● **Problem to solve**:
Instruction for the entries that follow: retype exactly the lines from the line with "repository 48ee4f8b97564f9d" to the line with "timestamp: &str) ->", both included, and omit all others.

● **Task material**:
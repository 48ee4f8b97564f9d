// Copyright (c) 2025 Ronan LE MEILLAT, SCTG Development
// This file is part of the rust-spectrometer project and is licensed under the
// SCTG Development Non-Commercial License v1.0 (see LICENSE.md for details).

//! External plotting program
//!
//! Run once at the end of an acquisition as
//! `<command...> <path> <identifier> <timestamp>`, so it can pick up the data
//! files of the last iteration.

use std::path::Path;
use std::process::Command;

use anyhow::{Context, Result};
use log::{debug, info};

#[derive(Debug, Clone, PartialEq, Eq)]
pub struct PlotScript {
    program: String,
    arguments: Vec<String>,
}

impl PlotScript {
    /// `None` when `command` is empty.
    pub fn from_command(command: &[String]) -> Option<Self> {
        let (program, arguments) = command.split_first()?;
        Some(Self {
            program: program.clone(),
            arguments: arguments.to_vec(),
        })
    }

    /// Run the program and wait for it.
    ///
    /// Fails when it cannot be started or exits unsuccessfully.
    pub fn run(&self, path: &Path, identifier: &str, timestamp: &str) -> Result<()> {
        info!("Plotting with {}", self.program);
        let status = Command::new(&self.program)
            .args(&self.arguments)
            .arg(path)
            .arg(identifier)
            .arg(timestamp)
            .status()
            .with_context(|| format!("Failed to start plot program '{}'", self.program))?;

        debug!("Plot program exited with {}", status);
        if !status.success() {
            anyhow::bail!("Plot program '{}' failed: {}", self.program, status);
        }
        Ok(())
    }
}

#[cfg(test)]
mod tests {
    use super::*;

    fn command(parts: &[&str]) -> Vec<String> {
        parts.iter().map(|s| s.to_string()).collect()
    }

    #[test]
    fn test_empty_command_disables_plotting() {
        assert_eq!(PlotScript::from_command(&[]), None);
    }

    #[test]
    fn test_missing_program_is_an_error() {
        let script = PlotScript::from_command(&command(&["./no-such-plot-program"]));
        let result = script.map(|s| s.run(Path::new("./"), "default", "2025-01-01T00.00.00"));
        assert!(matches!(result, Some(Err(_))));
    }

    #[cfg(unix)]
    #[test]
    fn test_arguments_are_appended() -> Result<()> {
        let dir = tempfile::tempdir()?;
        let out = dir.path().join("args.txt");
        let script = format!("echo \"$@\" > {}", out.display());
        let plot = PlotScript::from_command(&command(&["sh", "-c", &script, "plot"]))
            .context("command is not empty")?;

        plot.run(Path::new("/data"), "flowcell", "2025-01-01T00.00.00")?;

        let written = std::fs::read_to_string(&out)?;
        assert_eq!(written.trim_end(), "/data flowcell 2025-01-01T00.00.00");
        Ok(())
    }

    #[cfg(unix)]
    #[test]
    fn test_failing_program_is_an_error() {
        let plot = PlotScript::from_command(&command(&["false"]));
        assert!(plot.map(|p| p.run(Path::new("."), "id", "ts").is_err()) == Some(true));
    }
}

---

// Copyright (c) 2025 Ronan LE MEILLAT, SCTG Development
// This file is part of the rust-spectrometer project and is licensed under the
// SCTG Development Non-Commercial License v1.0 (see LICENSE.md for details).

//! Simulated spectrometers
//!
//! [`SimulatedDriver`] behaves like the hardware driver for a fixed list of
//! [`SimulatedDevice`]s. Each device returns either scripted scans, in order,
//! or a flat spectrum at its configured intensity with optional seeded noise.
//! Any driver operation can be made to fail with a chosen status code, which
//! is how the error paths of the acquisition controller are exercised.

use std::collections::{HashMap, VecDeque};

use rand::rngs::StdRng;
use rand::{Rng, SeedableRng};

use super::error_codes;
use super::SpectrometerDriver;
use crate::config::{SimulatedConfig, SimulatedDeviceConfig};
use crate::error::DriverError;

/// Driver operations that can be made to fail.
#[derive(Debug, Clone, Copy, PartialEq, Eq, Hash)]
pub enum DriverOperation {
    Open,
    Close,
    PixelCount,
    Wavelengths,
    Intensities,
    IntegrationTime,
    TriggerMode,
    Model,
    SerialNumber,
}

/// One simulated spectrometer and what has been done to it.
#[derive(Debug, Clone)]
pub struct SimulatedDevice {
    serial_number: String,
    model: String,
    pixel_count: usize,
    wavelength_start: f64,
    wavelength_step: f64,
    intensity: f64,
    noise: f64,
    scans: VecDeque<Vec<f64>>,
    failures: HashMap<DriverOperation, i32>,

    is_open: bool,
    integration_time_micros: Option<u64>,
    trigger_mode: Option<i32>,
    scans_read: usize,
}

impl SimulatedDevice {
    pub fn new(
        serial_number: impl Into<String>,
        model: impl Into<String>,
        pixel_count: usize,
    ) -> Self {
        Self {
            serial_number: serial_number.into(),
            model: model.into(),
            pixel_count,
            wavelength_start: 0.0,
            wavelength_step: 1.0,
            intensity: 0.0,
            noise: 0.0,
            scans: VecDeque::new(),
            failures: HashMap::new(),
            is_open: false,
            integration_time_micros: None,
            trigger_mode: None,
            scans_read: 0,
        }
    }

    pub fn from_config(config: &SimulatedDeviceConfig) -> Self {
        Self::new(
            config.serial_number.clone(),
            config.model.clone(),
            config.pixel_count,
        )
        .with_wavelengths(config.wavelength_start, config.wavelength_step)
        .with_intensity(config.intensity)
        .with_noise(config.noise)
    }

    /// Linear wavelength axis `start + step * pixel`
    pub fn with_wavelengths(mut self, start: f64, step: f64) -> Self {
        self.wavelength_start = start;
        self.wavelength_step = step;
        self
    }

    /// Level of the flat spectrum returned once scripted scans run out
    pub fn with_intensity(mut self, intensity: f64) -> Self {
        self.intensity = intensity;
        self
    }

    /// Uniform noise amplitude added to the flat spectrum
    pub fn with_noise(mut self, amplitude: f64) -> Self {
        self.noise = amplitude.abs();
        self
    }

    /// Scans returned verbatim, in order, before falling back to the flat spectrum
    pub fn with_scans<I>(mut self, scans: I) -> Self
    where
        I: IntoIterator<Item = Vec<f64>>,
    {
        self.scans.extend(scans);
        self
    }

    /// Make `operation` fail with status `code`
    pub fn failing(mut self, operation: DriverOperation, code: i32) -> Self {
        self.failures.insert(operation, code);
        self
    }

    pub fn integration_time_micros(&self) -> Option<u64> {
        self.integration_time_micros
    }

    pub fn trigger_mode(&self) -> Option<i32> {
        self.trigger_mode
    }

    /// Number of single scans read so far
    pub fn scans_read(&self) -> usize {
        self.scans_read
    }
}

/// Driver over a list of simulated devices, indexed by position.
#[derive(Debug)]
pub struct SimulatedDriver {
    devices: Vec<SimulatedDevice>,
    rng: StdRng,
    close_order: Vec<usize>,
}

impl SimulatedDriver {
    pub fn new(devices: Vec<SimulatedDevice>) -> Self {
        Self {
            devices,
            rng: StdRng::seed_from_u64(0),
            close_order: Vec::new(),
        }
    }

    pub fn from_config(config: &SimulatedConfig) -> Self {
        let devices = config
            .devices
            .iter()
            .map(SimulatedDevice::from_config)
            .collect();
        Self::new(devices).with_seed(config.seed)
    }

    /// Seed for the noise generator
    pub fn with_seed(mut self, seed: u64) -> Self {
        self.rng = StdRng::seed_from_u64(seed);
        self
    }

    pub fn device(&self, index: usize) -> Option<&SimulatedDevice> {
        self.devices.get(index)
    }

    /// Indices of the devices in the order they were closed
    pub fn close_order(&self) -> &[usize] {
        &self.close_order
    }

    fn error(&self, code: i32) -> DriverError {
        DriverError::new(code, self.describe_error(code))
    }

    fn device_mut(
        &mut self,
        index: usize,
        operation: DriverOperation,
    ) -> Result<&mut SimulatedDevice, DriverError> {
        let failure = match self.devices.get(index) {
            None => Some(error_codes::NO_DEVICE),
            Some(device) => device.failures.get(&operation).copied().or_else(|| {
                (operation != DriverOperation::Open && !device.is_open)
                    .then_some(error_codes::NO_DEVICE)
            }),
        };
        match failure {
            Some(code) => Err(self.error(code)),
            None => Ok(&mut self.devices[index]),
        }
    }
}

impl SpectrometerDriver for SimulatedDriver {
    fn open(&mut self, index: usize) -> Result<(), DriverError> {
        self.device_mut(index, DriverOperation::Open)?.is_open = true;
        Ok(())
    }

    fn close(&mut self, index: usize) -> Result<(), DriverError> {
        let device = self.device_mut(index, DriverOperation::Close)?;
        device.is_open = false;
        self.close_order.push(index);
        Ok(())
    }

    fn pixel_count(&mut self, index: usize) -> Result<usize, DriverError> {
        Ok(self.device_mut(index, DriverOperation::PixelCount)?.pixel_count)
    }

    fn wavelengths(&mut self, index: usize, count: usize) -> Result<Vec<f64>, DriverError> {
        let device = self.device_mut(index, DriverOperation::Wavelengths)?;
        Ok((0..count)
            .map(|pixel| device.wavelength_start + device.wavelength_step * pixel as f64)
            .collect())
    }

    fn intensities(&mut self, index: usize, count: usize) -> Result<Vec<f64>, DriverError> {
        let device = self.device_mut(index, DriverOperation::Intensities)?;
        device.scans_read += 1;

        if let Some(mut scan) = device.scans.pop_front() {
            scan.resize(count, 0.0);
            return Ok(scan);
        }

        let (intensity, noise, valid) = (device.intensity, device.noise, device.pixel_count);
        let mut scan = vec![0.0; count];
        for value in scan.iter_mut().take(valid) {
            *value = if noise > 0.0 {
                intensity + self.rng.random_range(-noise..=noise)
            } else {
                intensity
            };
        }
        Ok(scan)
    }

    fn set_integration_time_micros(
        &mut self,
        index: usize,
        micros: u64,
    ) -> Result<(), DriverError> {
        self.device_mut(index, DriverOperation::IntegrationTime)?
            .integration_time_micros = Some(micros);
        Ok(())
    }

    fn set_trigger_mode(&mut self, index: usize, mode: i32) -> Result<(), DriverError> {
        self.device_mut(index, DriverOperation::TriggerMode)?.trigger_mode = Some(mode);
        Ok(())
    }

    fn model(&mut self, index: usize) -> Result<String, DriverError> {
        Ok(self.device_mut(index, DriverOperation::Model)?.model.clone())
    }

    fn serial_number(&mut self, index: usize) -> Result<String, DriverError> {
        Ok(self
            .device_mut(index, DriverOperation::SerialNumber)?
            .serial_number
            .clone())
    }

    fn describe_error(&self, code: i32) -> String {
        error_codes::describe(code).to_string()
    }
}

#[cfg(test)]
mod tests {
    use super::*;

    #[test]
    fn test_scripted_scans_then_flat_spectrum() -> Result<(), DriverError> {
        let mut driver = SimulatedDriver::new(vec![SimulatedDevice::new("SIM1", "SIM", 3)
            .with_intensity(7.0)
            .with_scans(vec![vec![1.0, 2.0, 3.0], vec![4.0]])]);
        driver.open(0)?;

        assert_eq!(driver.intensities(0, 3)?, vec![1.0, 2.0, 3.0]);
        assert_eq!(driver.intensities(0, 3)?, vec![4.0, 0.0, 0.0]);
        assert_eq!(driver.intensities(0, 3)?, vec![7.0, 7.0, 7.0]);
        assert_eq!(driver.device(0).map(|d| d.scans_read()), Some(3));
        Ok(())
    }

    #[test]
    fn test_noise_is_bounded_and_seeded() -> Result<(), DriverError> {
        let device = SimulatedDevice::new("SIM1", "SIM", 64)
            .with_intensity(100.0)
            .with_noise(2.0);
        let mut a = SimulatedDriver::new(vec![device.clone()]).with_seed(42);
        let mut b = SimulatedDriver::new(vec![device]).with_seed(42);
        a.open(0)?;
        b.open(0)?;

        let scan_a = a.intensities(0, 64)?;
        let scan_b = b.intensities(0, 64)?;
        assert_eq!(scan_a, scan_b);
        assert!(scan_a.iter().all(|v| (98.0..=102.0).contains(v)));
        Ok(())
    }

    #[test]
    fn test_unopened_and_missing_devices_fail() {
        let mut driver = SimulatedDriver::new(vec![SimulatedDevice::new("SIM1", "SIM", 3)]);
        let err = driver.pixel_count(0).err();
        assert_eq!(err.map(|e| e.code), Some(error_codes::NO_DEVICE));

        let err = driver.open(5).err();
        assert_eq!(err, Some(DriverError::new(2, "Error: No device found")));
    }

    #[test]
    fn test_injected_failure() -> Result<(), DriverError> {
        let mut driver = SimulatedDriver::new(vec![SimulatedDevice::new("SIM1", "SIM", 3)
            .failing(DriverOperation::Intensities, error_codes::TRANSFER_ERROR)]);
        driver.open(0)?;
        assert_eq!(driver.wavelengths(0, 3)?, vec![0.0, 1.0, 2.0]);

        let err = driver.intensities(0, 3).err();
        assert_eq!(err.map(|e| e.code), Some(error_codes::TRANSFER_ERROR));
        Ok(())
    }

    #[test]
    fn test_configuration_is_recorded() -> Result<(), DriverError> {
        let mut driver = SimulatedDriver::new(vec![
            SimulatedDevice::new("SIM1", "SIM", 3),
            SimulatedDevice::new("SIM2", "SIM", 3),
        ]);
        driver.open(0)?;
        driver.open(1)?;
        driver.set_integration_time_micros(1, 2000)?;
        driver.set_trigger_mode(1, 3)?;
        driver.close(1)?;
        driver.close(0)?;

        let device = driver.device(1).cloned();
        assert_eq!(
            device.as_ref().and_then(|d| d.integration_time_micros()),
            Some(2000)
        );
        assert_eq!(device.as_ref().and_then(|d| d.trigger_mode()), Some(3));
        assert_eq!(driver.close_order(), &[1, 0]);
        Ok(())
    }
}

● **Completed exercise**:
repository 48ee4f8b97564f9d
// Copyright (c) 2025 Ronan LE MEILLAT, SCTG Development
// This file is part of the rust-spectrometer project and is licensed under the
// SCTG Development Non-Commercial License v1.0 (see LICENSE.md for details).

//! External plotting program
//!
//! Run once at the end of an acquisition as
//! `<command...> <path> <identifier> <timestamp>`, so it can pick up the data
//! files of the last iteration.

use std::path::Path;
use std::process::Command;

use anyhow::{Context, Result};
use log::{debug, info};

#[derive(Debug, Clone, PartialEq, Eq)]
pub struct PlotScript {
    program: String,
    arguments: Vec<String>,
}

impl PlotScript {
    /// `None` when `command` is empty.
    pub fn from_command(command: &[String]) -> Option<Self> {
        let (program, arguments) = command.split_first()?;
        Some(Self {
            program: program.clone(),
            arguments: arguments.to_vec(),
        })
    }

    /// Run the program and wait for it.
    ///
    /// Fails when it cannot be started or exits unsuccessfully.
    pub fn run(&self, path: &Path, identifier: &str, timestamp: &str) -> Result<()> {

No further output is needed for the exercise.